Such demand, and supply, still exists, but the suppliers are no longer likely to be called charmers, but to be identified with one of the techniques within the burgeoning fields of natural healing and therapy, such as naturopathy, homeopathy, hypnotherapy, herbalism, acupuncture, flower remedies, aromatherapy, and colour-healing.

"The Triumph of the Moon: A History of Modern Pagan Witchcraft" by Ronald Hutton (1999)59

Despite the synergy with common magic, there are now some strong anti-Christian elements within modern, 20th--century neopaganism. The practice of low magic has generally become the New Age which is now generally non-Christian in character. Other groups started out antagonistically. The Theosophists started out with a specific anti-mainstream-Christian intent60 and the highly influential Aleister Crowley identified himself specifically with the anti-Christ and wrote volumes against Christianity; according to Pearson this was due to his in rebellion to his strict Plymouth Brethren upbringing61. Wiccans and Pagans repeat the phrase "Never Again, the Burning Times" to justify anti-Christian rhetoric on the basis of horrors that Christians committed against nonconformists during the Dark Ages. Likewise Christian institutions have employed strong condemnations of all things non-Christian using all available forms of communication: it seems that such "anti-language" is part of the normal development of religion. To extrapolate that a particular movements is protest-based because of it, is selective: all religious movements employ such language.

3. Environmentalism

#environmentalism #paganism

Pagans are especially into environmentalism, preservation, sustainability and other 'green' endeavours. Prudence Jones writes that "by experience we know that we can be transported into rapture by the beauty of Nature. [...] For Pagans the divine, transcendent powers seem to be present within Nature itself, and by deliberate ritual and contemplation the devout Pagan can make contact with these"(1995)40. A study published in 1986 brokedown the reasons that American Pagans gave for becoming involved, and the positive and green stance on environmentalism was amongst the top 6 most commonly given motivations41. Researchers William Bloom and M. York state that this has also been a strong trend within the New Age; according to York a New Ager "through interdependence and interpenetration, accepts responsibility for the planetary state"42. Author Kenneth Rees imagines that we might expect to find that one hundred percent of all Pagans are environmentally-conscious and "professing a green spirituality"43.

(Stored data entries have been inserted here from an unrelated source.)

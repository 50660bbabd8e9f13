//! Database migration command.
//!
//! # Usage
//!
//! ```bash
//! tl-cli migrate
//! ```
//!
//! # Environment Variables
//!
//! - `STOREFRONT_DATABASE_URL` (or `DATABASE_URL`) - `PostgreSQL` connection string
//!
//! Migrations live in `crates/storefront/migrations/` and are embedded at
//! build time.

use super::{CliError, connect};

/// Run storefront database migrations.
///
/// # Errors
///
/// Returns an error if the database URL is missing, the connection fails,
/// or a migration fails to apply.
pub async fn storefront() -> Result<(), CliError> {
    let pool = connect().await?;

    tracing::info!("Running storefront migrations...");
    sqlx::migrate!("../storefront/migrations").run(&pool).await?;

    tracing::info!("Storefront migrations complete!");
    Ok(())
}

4. Tolerance for Others' Beliefs (Excepting Skeptics and Scientists)

#christianity #paganism #wicca

Most forms of Paganism and the New Age are accepting, tolerant and respectful towards other's beliefs and practices12. There is very little in the way of an impulse towards correcting others, telling them they're wrong and criticizing their beliefs. Even if two believers' theories about important aspects of their crafts are contradictory and impossibly conflicting, there is rarely much in the way of hatred, or even dislike, between them.

Book CoverPagans believe that no one belief system is correct and that each person should have the freedom to come themselves to the path of their choice. [...] For all Pagans there is no place for either dogma or proselytising.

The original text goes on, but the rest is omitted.